Entretien avec le Président du FIDA

© IFAD/Joe Kinyanjui Kageni

Vitoria-Gasteiz/Rome, le 19 mars 2024 – Plus de 150 représentants et représentantes des cinq continents se réunissent en ce moment même à Vitoria-Gasteiz, au Pays basque (Espagne), pour parler de l’avenir de l’agriculture familiale, qui produit la nourriture de 70% de la population mondiale. Alvaro Lario, le Président du Fonds international de développement agricole (FIDA) des Nations Unies, était au nombre de ces spécialistes en tant qu’orateur principal à la session inaugurale, qui s’est tenue ce matin, de la VIIIe Conférence mondiale « Agriculture familiale: durabilité de notre planète », organisée par le Forum rural mondial.

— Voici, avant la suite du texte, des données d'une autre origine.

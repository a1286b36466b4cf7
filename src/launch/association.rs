//! File association lookup and opener command lines
//!
//! A target that is not an executable is opened by the program registered for
//! its extension. The registered argument template may contain `%1` (the
//! absolute target path) and `%*` (the profile parameter string).

use super::command::quote_path;
use super::paths::SearchPath;
use crate::exceptions::{LaunchError, Result};
use log::{debug, trace};
use std::collections::HashMap;
use std::fmt;
use std::path::{Path, PathBuf};

/// Opener registered for an extension
#[derive(Debug, Clone, PartialEq, Eq)]
pub struct FileAssociation {
    pub program_path: String,
    pub argument_template: String,
}

impl FileAssociation {
    pub fn new(program_path: impl Into<String>, argument_template: impl Into<String>) -> Self {
        Self {
            program_path: program_path.into(),
            argument_template: argument_template.into(),
        }
    }
}

/// Source of extension → opener mappings
pub trait AssociationStore: fmt::Debug {
    /// Look up `extension` (with leading dot, lower case)
    fn lookup(&self, extension: &str) -> Option<FileAssociation>;
}

/// In-memory association table
#[derive(Debug, Clone, Default)]
pub struct StaticAssociations {
    entries: HashMap<String, FileAssociation>,
}

impl StaticAssociations {
    pub fn new() -> Self {
        Self::default()
    }

    /// Register an opener; the extension may be given with or without a dot
    pub fn with(mut self, extension: &str, association: FileAssociation) -> Self {
        self.entries
            .insert(normalize_extension(extension), association);
        self
    }
}

impl AssociationStore for StaticAssociations {
    fn lookup(&self, extension: &str) -> Option<FileAssociation> {
        self.entries.get(&normalize_extension(extension)).cloned()
    }
}

/// `.TXT`, `txt` and `.txt` all become `.txt`
pub fn normalize_extension(extension: &str) -> String {
    let trimmed = extension.trim_start_matches('.');
    format!(".{}", trimmed.to_lowercase())
}

/// Application name and command line for opening a document
#[derive(Debug, Clone, PartialEq, Eq)]
pub struct ResolvedOpener {
    pub application_name: PathBuf,
    pub command_line: String,
}

/// Builds opener command lines from an association store
#[derive(Debug)]
pub struct FileAssociationResolver<'a> {
    store: &'a dyn AssociationStore,
    search_path: &'a SearchPath,
    current_dir: &'a Path,
}

impl<'a> FileAssociationResolver<'a> {
    pub fn new(
        store: &'a dyn AssociationStore,
        search_path: &'a SearchPath,
        current_dir: &'a Path,
    ) -> Self {
        Self {
            store,
            search_path,
            current_dir,
        }
    }

    /// Resolve the opener for `target` (already absolute) with `parameter`
    /// substituted for `%*`.
    pub fn resolve(&self, extension: &str, target: &Path, parameter: &str) -> Result<ResolvedOpener> {
        let extension = normalize_extension(extension);
        let association = self
            .store
            .lookup(&extension)
            .ok_or_else(|| LaunchError::AssociationNotFound(extension.clone()))?;
        debug!(
            "🔗 {} opens with {} {}",
            extension, association.program_path, association.argument_template
        );

        let program = association.program_path.trim();
        let command_line = build_opener_command_line(
            program,
            &association.argument_template,
            target,
            parameter,
        );
        let application_name = self.locate_program(program.trim_matches('"'));

        Ok(ResolvedOpener {
            application_name,
            command_line,
        })
    }

    /// Bare program names ("notepad.exe") are looked up on the search path
    fn locate_program(&self, program: &str) -> PathBuf {
        if program.contains(['\\', '/']) {
            return PathBuf::from(program);
        }
        match which::which_in(program, Some(self.search_path_os()), self.current_dir) {
            Ok(found) => {
                trace!("🔍 Opener '{}' found at {:?}", program, found);
                found
            }
            Err(e) => {
                trace!("⚠️ Opener '{}' not on search path ({}), keeping as is", program, e);
                PathBuf::from(program)
            }
        }
    }

    fn search_path_os(&self) -> std::ffi::OsString {
        std::env::join_paths(self.search_path.dirs()).unwrap_or_default()
    }
}

/// `"<program>" <template>` with `%1` and `%*` substituted
pub fn build_opener_command_line(
    program: &str,
    template: &str,
    target: &Path,
    parameter: &str,
) -> String {
    let target = target.to_string_lossy();
    let arguments = template.replace("%1", &target).replace("%*", parameter);
    let command_line = format!("{} {}", quote_path(program), arguments);
    command_line.trim_end().to_string()
}

/// Split a registered shell command into its program and argument template.
///
/// `executable` is the program the shell reports for the extension; it is
/// used to find the end of an unquoted program path that contains spaces.
pub fn split_command_template(command: &str, executable: &str) -> String {
    let command = command.trim();

    if let Some(rest) = command.strip_prefix('"') {
        return match rest.find('"') {
            Some(end) => rest[end + 1..].trim_start().to_string(),
            None => String::new(),
        };
    }

    if !executable.is_empty()
        && command.len() >= executable.len()
        && command.is_char_boundary(executable.len())
        && command[..executable.len()].eq_ignore_ascii_case(executable)
    {
        return command[executable.len()..].trim_start().to_string();
    }

    match command.find(char::is_whitespace) {
        Some(end) => command[end..].trim_start().to_string(),
        None => String::new(),
    }
}

/// Template used when the shell command does not place the document itself
pub const DEFAULT_ARGUMENT_TEMPLATE: &str = "\"%1\"";

/// Association built from the shell's executable and open command.
///
/// Like the shell, a command that never mentions `%1` gets the document
/// appended.
pub fn shell_association(executable: String, command: Option<&str>) -> FileAssociation {
    // %L is the long-path form of %1
    let template = command
        .map(|command| split_command_template(command, &executable))
        .unwrap_or_default()
        .replace("%L", "%1")
        .replace("%l", "%1");
    let template = if template.contains("%1") {
        template
    } else {
        trace!("🔗 Appending {} to '{}'", DEFAULT_ARGUMENT_TEMPLATE, template);
        format!("{template} {DEFAULT_ARGUMENT_TEMPLATE}")
            .trim_start()
            .to_string()
    };
    FileAssociation::new(executable, template)
}

/// Association store used by the launcher on this platform
pub fn default_association_store() -> Box<dyn AssociationStore> {
    #[cfg(windows)]
    {
        Box::new(SystemAssociations)
    }
    #[cfg(not(windows))]
    {
        Box::new(StaticAssociations::new())
    }
}

#[cfg(windows)]
pub use system::SystemAssociations;

#[cfg(windows)]
mod system {
    use super::{AssociationStore, FileAssociation, shell_association};
    use anyhow::{Context, Result};
    use log::debug;
    use windows::Win32::UI::Shell::{
        ASSOCF_NONE, ASSOCSTR, ASSOCSTR_COMMAND, ASSOCSTR_EXECUTABLE, AssocQueryStringW,
    };
    use windows::core::{HSTRING, PCWSTR, PWSTR};

    /// Associations registered with the Windows shell
    #[derive(Debug, Clone, Copy, Default)]
    pub struct SystemAssociations;

    impl AssociationStore for SystemAssociations {
        fn lookup(&self, extension: &str) -> Option<FileAssociation> {
            let executable = match query(extension, ASSOCSTR_EXECUTABLE) {
                Ok(value) => value,
                Err(e) => {
                    debug!("🔗 No executable associated with {}: {:#}", extension, e);
                    return None;
                }
            };
            let command = match query(extension, ASSOCSTR_COMMAND) {
                Ok(command) => Some(command),
                Err(e) => {
                    debug!("🔗 No open command for {}: {:#}", extension, e);
                    None
                }
            };
            Some(shell_association(executable, command.as_deref()))
        }
    }

    #[allow(unsafe_code)] // Required for Windows API FFI calls
    fn query(extension: &str, kind: ASSOCSTR) -> Result<String> {
        let assoc = HSTRING::from(extension);
        let mut len: u32 = 0;

        unsafe {
            // First call reports the required buffer length (S_FALSE)
            let _ = AssocQueryStringW(
                ASSOCF_NONE,
                kind,
                &assoc,
                PCWSTR::null(),
                PWSTR::null(),
                &mut len,
            );
            if len == 0 {
                anyhow::bail!("AssocQueryStringW returned no data for {extension}");
            }

            let mut buffer = vec![0u16; len as usize];
            AssocQueryStringW(
                ASSOCF_NONE,
                kind,
                &assoc,
                PCWSTR::null(),
                PWSTR(buffer.as_mut_ptr()),
                &mut len,
            )
            .ok()
            .with_context(|| format!("AssocQueryStringW failed for {extension}"))?;

            let end = buffer.iter().position(|&c| c == 0).unwrap_or(buffer.len());
            Ok(String::from_utf16_lossy(&buffer[..end]))
        }
    }
}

Dans cet entretien, Alvaro Lario, le seul Espagnol à l’heure actuelle à diriger une institution des Nations Unies, nous a parlé des défis liés aux changements climatiques auxquels est confrontée l’agriculture familiale de petite échelle, de la valeur sociale de cette dernière, de la diversité, de l’inclusion et de la relève générationnelle ainsi que du rôle joué par l’innovation dans la recherche de la durabilité, thématique centrale de cette conférence.

Question - Les Nations Unies célèbrent actuellement la Décennie pour l’agriculture familiale (2019-2028), codirigée par le FIDA et par l’Organisation des Nations Unies pour l’alimentation et l’agriculture (FAO). Quelle importance revêt l’agriculture familiale?

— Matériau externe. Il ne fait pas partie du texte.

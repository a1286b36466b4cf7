//! leproc - launch Windows programs under an emulated locale
//!
//! This crate turns a target path plus a locale profile into an immutable
//! launch descriptor and hands it to the Locale Emulator native loader.

// Enforce strict code quality and reliability
#![deny(
    // Safety
    unsafe_code,

    // Correctness
    missing_debug_implementations,

    // Future compatibility
    future_incompatible,

    // Rust 2018 idioms
    rust_2018_idioms,
)]
#![warn(
    // Error handling best practices
    clippy::unwrap_used,
    clippy::expect_used,
    clippy::panic,
    clippy::unimplemented,
    clippy::todo,

    // Performance
    clippy::inefficient_to_string,
    clippy::large_enum_variant,

    // Code clarity and maintainability
    clippy::cognitive_complexity,
    clippy::type_complexity,

    // Best practices
    clippy::clone_on_ref_ptr,
    clippy::wildcard_imports,
    clippy::enum_glob_use,
    clippy::if_not_else,
    clippy::needless_continue,
    clippy::explicit_iter_loop,
    clippy::explicit_into_iter_loop,
)]
#![cfg_attr(test, allow(clippy::unwrap_used, clippy::expect_used, clippy::panic))]

pub mod api;
pub mod config;
pub mod exceptions;
pub mod exit_codes;
pub mod launch;
pub mod logger;
pub mod profile;
pub mod utils;
pub mod version;

// Re-export main API
pub use api::{LaunchOptions, LaunchOutcome, PreparedLaunch, launch_target, prepare_launch};
pub use config::LauncherConfig;
pub use exceptions::{LaunchError, Result};
pub use profile::LocaleProfile;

Réponse d’Alvaro Lario - L’agriculture familiale est la colonne vertébrale de l’économie rurale, et ce partout dans le monde. Pour moi, deux chiffres en particulier mettent en lumière son importance. Le premier, elle produit 80% de l’alimentation mondiale en termes de valeur. Le second, les moyens d’existence et la sécurité alimentaire de plus de 2 milliards de personnes en dépendent. Nous pouvons illustrer ces propos par un exemple concret, peut-être inattendu. En Ukraine, si le secteur primaire est principalement composé de grandes exploitations exportatrices, ce sont les 4 millions de petits producteurs et productrices qui nourrissent le pays aujourd’hui, en temps de guerre. Ils produisent jusqu’à 80% des produits laitiers, fruits et légumes du pays.

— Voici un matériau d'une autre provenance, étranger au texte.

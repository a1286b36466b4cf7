//! Locale name → codepage and LCID lookup

use crate::exceptions::{LaunchError, Result};
use std::fmt;

/// Numeric identity of a locale as seen by legacy Windows APIs
#[derive(Debug, Clone, PartialEq, Eq)]
pub struct LocaleInfo {
    /// Canonical locale name, e.g. `ja-JP`
    pub name: String,
    pub ansi_code_page: u32,
    pub oem_code_page: u32,
    pub locale_id: u32,
}

impl LocaleInfo {
    pub fn new(name: impl Into<String>, ansi_code_page: u32, oem_code_page: u32, locale_id: u32) -> Self {
        Self {
            name: name.into(),
            ansi_code_page,
            oem_code_page,
            locale_id,
        }
    }
}

/// Locale information provider
pub trait LocaleService: fmt::Debug {
    fn lookup(&self, location: &str) -> Result<LocaleInfo>;
}

/// (name, ANSI codepage, OEM codepage, LCID)
const BUILTIN_LOCALES: &[(&str, u32, u32, u32)] = &[
    ("ja-JP", 932, 932, 0x0411),
    ("zh-CN", 936, 936, 0x0804),
    ("zh-SG", 936, 936, 0x1004),
    ("zh-TW", 950, 950, 0x0404),
    ("zh-HK", 950, 950, 0x0C04),
    ("ko-KR", 949, 949, 0x0412),
    ("en-US", 1252, 437, 0x0409),
    ("en-GB", 1252, 850, 0x0809),
    ("de-DE", 1252, 850, 0x0407),
    ("fr-FR", 1252, 850, 0x040C),
    ("es-ES", 1252, 850, 0x0C0A),
    ("it-IT", 1252, 850, 0x0410),
    ("pt-BR", 1252, 850, 0x0416),
    ("ru-RU", 1251, 866, 0x0419),
    ("uk-UA", 1251, 866, 0x0422),
    ("pl-PL", 1250, 852, 0x0415),
    ("cs-CZ", 1250, 852, 0x0405),
    ("hu-HU", 1250, 852, 0x040E),
    ("el-GR", 1253, 737, 0x0408),
    ("tr-TR", 1254, 857, 0x041F),
    ("he-IL", 1255, 862, 0x040D),
    ("ar-SA", 1256, 720, 0x0401),
    ("lt-LT", 1257, 775, 0x0427),
    ("th-TH", 874, 874, 0x041E),
    ("vi-VN", 1258, 1258, 0x042A),
];

/// Static table of common locales; needs no system calls
#[derive(Debug, Clone, Copy, Default)]
pub struct BuiltinLocales;

impl LocaleService for BuiltinLocales {
    fn lookup(&self, location: &str) -> Result<LocaleInfo> {
        let location = location.trim().replace('_', "-");
        BUILTIN_LOCALES
            .iter()
            .find(|(name, ..)| name.eq_ignore_ascii_case(&location))
            .map(|&(name, acp, oemcp, lcid)| LocaleInfo::new(name, acp, oemcp, lcid))
            .ok_or(LaunchError::UnknownLocale(location))
    }
}

/// Locale service used by the launcher on this platform
pub fn default_locale_service() -> Box<dyn LocaleService> {
    #[cfg(windows)]
    {
        Box::new(SystemLocales)
    }
    #[cfg(not(windows))]
    {
        Box::new(BuiltinLocales)
    }
}

#[cfg(windows)]
pub use system::SystemLocales;

#[cfg(windows)]
mod system {
    use super::{BuiltinLocales, LocaleInfo, LocaleService};
    use crate::exceptions::{LaunchError, Result};
    use log::debug;
    use windows::Win32::Globalization::{
        GetLocaleInfoEx, LOCALE_IDEFAULTANSICODEPAGE, LOCALE_IDEFAULTCODEPAGE,
        LOCALE_RETURN_NUMBER, LocaleNameToLCID,
    };
    use windows::core::HSTRING;

    /// Locale data from the Windows NLS tables, falling back to the built-in table
    #[derive(Debug, Clone, Copy, Default)]
    pub struct SystemLocales;

    impl LocaleService for SystemLocales {
        fn lookup(&self, location: &str) -> Result<LocaleInfo> {
            if let Some(info) = query(location.trim()) {
                return Ok(info);
            }
            debug!("🌐 NLS lookup failed for {}, trying built-in table", location);
            BuiltinLocales
                .lookup(location)
                .map_err(|_| LaunchError::UnknownLocale(location.to_string()))
        }
    }

    #[allow(unsafe_code)] // Required for Windows API FFI calls
    fn query(location: &str) -> Option<LocaleInfo> {
        let name = HSTRING::from(location);
        let locale_id = unsafe { LocaleNameToLCID(&name, 0) };
        if locale_id == 0 {
            return None;
        }
        let ansi_code_page = number(&name, LOCALE_IDEFAULTANSICODEPAGE)?;
        let oem_code_page = number(&name, LOCALE_IDEFAULTCODEPAGE)?;
        Some(LocaleInfo::new(location, ansi_code_page, oem_code_page, locale_id))
    }

    #[allow(unsafe_code)] // Required for Windows API FFI calls
    fn number(name: &HSTRING, lctype: u32) -> Option<u32> {
        // LOCALE_RETURN_NUMBER writes a DWORD into two UTF-16 slots
        let mut buffer = [0u16; 2];
        let written =
            unsafe { GetLocaleInfoEx(name, lctype | LOCALE_RETURN_NUMBER, Some(&mut buffer)) };
        if written == 0 {
            return None;
        }
        Some(u32::from(buffer[0]) | (u32::from(buffer[1]) << 16))
    }
}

Cette conférence se tient à mi-parcours de la Décennie pour l’agriculture familiale. Il s’agit d’un événement crucial pour continuer à encourager l’adoption de politiques favorables à l’agriculture familiale, à tous points de vue. Les productrices et producteurs familiaux et leurs organisations sont essentiels pour atteindre les objectifs du Programme de développement durable à l’horizon 2030. En plus de produire des aliments, ils effectuent des tâches clés d’adaptation aux changements climatiques, de préservation de la biodiversité et de gestion des ressources naturelles, et contribuent à la cohésion sociale et à la gestion du territoire.

Q - Agriculture familiale et agriculture à petite échelle: s’agit-il de la même chose?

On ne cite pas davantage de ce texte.